MASTERMIND is an exploratory (TRL 1-3) collaborative research project (PRC) aiming at: i) establishing structure-property relationships in new generations of organic mixed ionic-electronic conductors (OMIECs) and ii) optimizing (ion-electron) electrochemical transduction by comparing experimental and theoretical resulting from the characterization of organic electrochemical transistors (OECTs) to perform proof of concept validations of the cutting edge strategies implemented. To make a major quantitative leap with respect to the state-of-the-art, the scientific approaches & methodology deployed aim at producing a figure of merit (FoM) for OECTs, i.e. an µOECT.C* product, greater than 1000 F/cm/V/s.

Commercially available, the PEDOT:PSS composite material is currently the archetype of active layers for OECTs. Although easy to access, this family of OMIECs does not allow a tailoring of the structural organization on the multi-scale continuum (nano->micro/macroscopic scales) required to significantly improve the performance of OECTs. To overcome this, a successful strategy pursued by some researchers has emerged over the past 5 years: Developing the engineering and synthesis of OMIECs 2.0 consisting of comb-shaped architectures in which the pi-conjugated skeleton providing the electronic conduction (e-/h+) is decorated by pendant chains (e.g. of oligo(ether) type) ensuring ionic conduction. The first successes achieved to date validating its disruptive potential can be rationalized by a better control of nano/micro-phase segregation (ionic/electronic) processes within OMIECs materializing in the increased performances in OECTs configuration. As part of this paradigm shift, MASTERMIND aims to amplify this generic approach through OMIECs consisting of molecular model materials (M2Cs) to their macromolecular analogues (M3Cs). To reach the targeted performances, an unprecedented to date combination of strategies to optimize the respective size of the electronic and ionic domains and to increase the electronic and ionic mobilities via specific doping of the pi-conjugated backbone and ionically conductive side- or linear-chains will be implemented. A double originality thus characterizes the program of MASTERMIND: i) the engineering and synthesis of OMIECs with a (p and n-type) pi-conjugated backbone with oligo(carbonate) side-or linear-chains whose electronic and ionic mobilities will be adjusted by electronic (p and n-type dopants) and ionic (lithium salts) doping, respectively and ii) mastering the multi-scale structuration of electronic and ionic domains by the combination of bottom-up (i.e. self-organization by (apolar/polar) nanophase segregation in 1D and 2D morphologies: nano->mesoscopic scale) and top-down (i.e. by micro/nanoimprint lithography: macro/micro->mesoscopic scale) approaches. The comparison of the experimental results obtained in OECT configurations relying on OMIECs with optimized structural organization and charge carrier mobility with the physical modeling of their behaviors will act as a feedback loop allowing the emergence of true OMIEC substitutes to PEDOT:PSS.

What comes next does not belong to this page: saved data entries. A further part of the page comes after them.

//! Configuration types for a normalisation batch.
//!
//! All batch behaviour is controlled through [`BatchConfig`], built via its
//! [`BatchConfigBuilder`]. Classification thresholds live in a separate
//! [`Heuristics`] struct so they can be loaded from JSON, logged, and diffed
//! between runs without touching the I/O knobs.
//!
//! # Design choice: builder over constructor
//! The builder lets callers set only what they care about and rely on the
//! documented defaults for the rest. `build()` is the single place where
//! cross-field constraints are checked.

use crate::cache::CacheStore;
use crate::error::RollcallError;
use crate::extract::TableExtractor;
use crate::pipeline::lexicon::Lexicon;
use crate::progress::ProgressCallback;
use serde::{Deserialize, Serialize};
use std::fmt;
use std::path::PathBuf;
use std::sync::Arc;

/// Default cache directory, relative to the working directory.
pub const DEFAULT_CACHE_DIR: &str = ".rollcall/cache";

/// Upper bound on `max_retries`.
pub const MAX_RETRIES: u32 = 10;

/// Tunable thresholds for orientation detection and column classification.
///
/// Defaults match Israeli ID numbers (9 digits) and passport numbers with an
/// optional letter prefix.
#[derive(Debug, Clone, PartialEq, Serialize, Deserialize)]
#[serde(default)]
pub struct Heuristics {
    /// Minimum digit count of an identifier-shaped value. Default: 7.
    pub identifier_min_digits: usize,

    /// Maximum digit count of an identifier-shaped value. Default: 10.
    pub identifier_max_digits: usize,

    /// Single-character prefixes allowed before the digits. Default: `['A']`.
    ///
    /// Matching is case-insensitive.
    pub identifier_prefixes: Vec<char>,

    /// Accept spaces between digits, e.g. `"519 499 492"`. Default: true.
    pub identifier_allow_spaces: bool,

    /// Fraction of non-empty data cells that must be identifier-shaped before
    /// an unrecognised column is classified as Identifier. Default: 0.5.
    ///
    /// The comparison is strict: exactly half is not a majority.
    pub sniff_majority: f64,

    /// Minimum non-empty data cells before content sniffing is attempted.
    /// Default: 1.
    pub sniff_min_cells: usize,

    /// Weight of identifier-shaped values against a line's header score.
    /// Default: 1.0.
    pub identifier_penalty: f64,

    /// How much the first column must out-score the first row before a table
    /// is treated as transposed. Default: 0.0 (strictly greater wins).
    pub transpose_margin: f64,

    /// Run the column-quality pass after reordering: drop blank and
    /// data-headed `Other` columns, move stray identifiers into the ID
    /// column. Default: true.
    pub column_quality: bool,
}

impl Default for Heuristics {
    fn default() -> Self {
        Self {
            identifier_min_digits: 7,
            identifier_max_digits: 10,
            identifier_prefixes: vec!['A'],
            identifier_allow_spaces: true,
            sniff_majority: 0.5,
            sniff_min_cells: 1,
            identifier_penalty: 1.0,
            transpose_margin: 0.0,
            column_quality: true,
        }
    }
}

impl Heuristics {
    /// Check internal consistency.
    pub fn validate(&self) -> Result<(), RollcallError> {
        if self.identifier_min_digits == 0 {
            return Err(RollcallError::InvalidConfig(
                "identifier_min_digits must be ≥ 1".into(),
            ));
        }
        if self.identifier_min_digits > self.identifier_max_digits {
            return Err(RollcallError::InvalidConfig(format!(
                "identifier digit range is empty: {}..={}",
                self.identifier_min_digits, self.identifier_max_digits
            )));
        }
        if !(0.0..1.0).contains(&self.sniff_majority) {
            return Err(RollcallError::InvalidConfig(format!(
                "sniff_majority must be in [0, 1), got {}",
                self.sniff_majority
            )));
        }
        if self.identifier_penalty < 0.0 || !self.identifier_penalty.is_finite() {
            return Err(RollcallError::InvalidConfig(format!(
                "identifier_penalty must be a finite value ≥ 0, got {}",
                self.identifier_penalty
            )));
        }
        if self.transpose_margin < 0.0 || !self.transpose_margin.is_finite() {
            return Err(RollcallError::InvalidConfig(format!(
                "transpose_margin must be a finite value ≥ 0, got {}",
                self.transpose_margin
            )));
        }
        Ok(())
    }
}

/// Configuration for a normalisation batch.
///
/// Built via [`BatchConfig::builder()`] or using [`BatchConfig::default()`].
///
/// # Example
/// ```rust
/// use rollcall::BatchConfig;
///
/// let config = BatchConfig::builder()
///     .concurrency(8)
///     .cache_dir("/tmp/rollcall-cache")
///     .max_retries(5)
///     .build()
///     .unwrap();
/// ```
#[derive(Clone)]
pub struct BatchConfig {
    /// Documents processed at once. Default: 4.
    ///
    /// The extraction service is the bottleneck and usually throttles per
    /// key; a handful of in-flight documents keeps it busy without tripping
    /// HTTP 429.
    pub concurrency: usize,

    /// Retry attempts after a transient extraction failure. Default: 3,
    /// at most [`MAX_RETRIES`].
    ///
    /// Permanent failures are never retried.
    pub max_retries: u32,

    /// Initial retry delay in milliseconds. Doubles per attempt. Default: 500.
    pub retry_backoff_ms: u64,

    /// Per-extraction-call timeout in seconds, polling included. Default: 120.
    pub api_timeout_secs: u64,

    /// Documents larger than this are rejected before extraction. Default: 50 MiB.
    pub max_document_bytes: usize,

    /// Where the file-system cache lives. Default: `.rollcall/cache`.
    ///
    /// Ignored when a pre-built [`CacheStore`] is supplied via `cache`.
    pub cache_dir: PathBuf,

    /// Also persist the service's plain-text rendering next to the tables.
    /// Default: true.
    pub write_debug_text: bool,

    /// Classification thresholds.
    pub heuristics: Heuristics,

    /// Header synonym lexicon. Default: [`Lexicon::bilingual`].
    pub lexicon: Arc<Lexicon>,

    /// Pre-constructed extractor. If `None`, the Azure layout extractor is
    /// built from `ROLLCALL_ENDPOINT` / `ROLLCALL_API_KEY`.
    pub extractor: Option<Arc<dyn TableExtractor>>,

    /// Pre-constructed cache store. If `None`, a file-system store is opened
    /// at `cache_dir`.
    pub cache: Option<Arc<dyn CacheStore>>,

    /// Progress events. If `None`, events are dropped.
    pub progress_callback: Option<ProgressCallback>,
}

impl Default for BatchConfig {
    fn default() -> Self {
        Self {
            concurrency: 4,
            max_retries: 3,
            retry_backoff_ms: 500,
            api_timeout_secs: 120,
            max_document_bytes: 50 * 1024 * 1024,
            cache_dir: PathBuf::from(DEFAULT_CACHE_DIR),
            write_debug_text: true,
            heuristics: Heuristics::default(),
            lexicon: Arc::new(Lexicon::bilingual()),
            extractor: None,
            cache: None,
            progress_callback: None,
        }
    }
}

impl fmt::Debug for BatchConfig {
    fn fmt(&self, f: &mut fmt::Formatter<'_>) -> fmt::Result {
        f.debug_struct("BatchConfig")
            .field("concurrency", &self.concurrency)
            .field("max_retries", &self.max_retries)
            .field("retry_backoff_ms", &self.retry_backoff_ms)
            .field("api_timeout_secs", &self.api_timeout_secs)
            .field("max_document_bytes", &self.max_document_bytes)
            .field("cache_dir", &self.cache_dir)
            .field("write_debug_text", &self.write_debug_text)
            .field("heuristics", &self.heuristics)
            .field("lexicon_synonyms", &self.lexicon.len())
            .field("extractor", &self.extractor.as_ref().map(|e| e.name().to_string()))
            .field("cache", &self.cache.as_ref().map(|_| "<dyn CacheStore>"))
            .field(
                "progress_callback",
                &self.progress_callback.as_ref().map(|_| "<dyn BatchProgressCallback>"),
            )
            .finish()
    }
}

impl BatchConfig {
    /// Create a new builder for `BatchConfig`.
    pub fn builder() -> BatchConfigBuilder {
        BatchConfigBuilder {
            config: Self::default(),
        }
    }
}

/// Builder for [`BatchConfig`].
#[derive(Debug)]
pub struct BatchConfigBuilder {
    config: BatchConfig,
}

impl BatchConfigBuilder {
    pub fn concurrency(mut self, n: usize) -> Self {
        self.config.concurrency = n.max(1);
        self
    }

    pub fn max_retries(mut self, n: u32) -> Self {
        self.config.max_retries = n.min(MAX_RETRIES);
        self
    }

    pub fn retry_backoff_ms(mut self, ms: u64) -> Self {
        self.config.retry_backoff_ms = ms;
        self
    }

    pub fn api_timeout_secs(mut self, secs: u64) -> Self {
        self.config.api_timeout_secs = secs.max(1);
        self
    }

    pub fn max_document_bytes(mut self, bytes: usize) -> Self {
        self.config.max_document_bytes = bytes;
        self
    }

    pub fn cache_dir(mut self, dir: impl Into<PathBuf>) -> Self {
        self.config.cache_dir = dir.into();
        self
    }

    pub fn write_debug_text(mut self, v: bool) -> Self {
        self.config.write_debug_text = v;
        self
    }

    pub fn heuristics(mut self, heuristics: Heuristics) -> Self {
        self.config.heuristics = heuristics;
        self
    }

    pub fn lexicon(mut self, lexicon: Lexicon) -> Self {
        self.config.lexicon = Arc::new(lexicon);
        self
    }

    pub fn extractor(mut self, extractor: Arc<dyn TableExtractor>) -> Self {
        self.config.extractor = Some(extractor);
        self
    }

    pub fn cache(mut self, cache: Arc<dyn CacheStore>) -> Self {
        self.config.cache = Some(cache);
        self
    }

    pub fn progress_callback(mut self, cb: ProgressCallback) -> Self {
        self.config.progress_callback = Some(cb);
        self
    }

    /// Build the configuration, validating constraints.
    pub fn build(self) -> Result<BatchConfig, RollcallError> {
        let c = &self.config;
        if c.concurrency == 0 {
            return Err(RollcallError::InvalidConfig(
                "Concurrency must be ≥ 1".into(),
            ));
        }
        if c.max_document_bytes == 0 {
            return Err(RollcallError::InvalidConfig(
                "max_document_bytes must be ≥ 1".into(),
            ));
        }
        if c.max_retries > MAX_RETRIES {
            return Err(RollcallError::InvalidConfig(format!(
                "max_retries must be ≤ {MAX_RETRIES}, got {}",
                c.max_retries
            )));
        }
        if c.lexicon.is_empty() {
            return Err(RollcallError::InvalidConfig(
                "Lexicon has no synonyms; canonical columns could never be found".into(),
            ));
        }
        c.heuristics.validate()?;
        Ok(self.config)
    }
}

The consortium of laboratories, united for the first time in MASTERMIND, combines the complementary expertise of 3 partners internationally recognized in organic (bio)electronics that is fully in line with the themes supported by the CES06 scientific committee. MASTERMIND will benefit from an ad hoc "Chemistry-Materials-Devices-Modeling" value-chain ensuring the continuum of complementary skills required to achieve its objectives. Benefiting from ANR budget of k€ 472.2, this PRC project will involve 69.5 pm of permanent researchers and 96 pm of non-permanent researcher, i.e. a cumulative 3.94 full-time researchers over 42 months. The scientific spin-offs of MASTERMIND will be exploited (patents, publications) to ensure a technological transfer (start-up) towards breakthrough innovations for a better interfacing of the living world with electronics.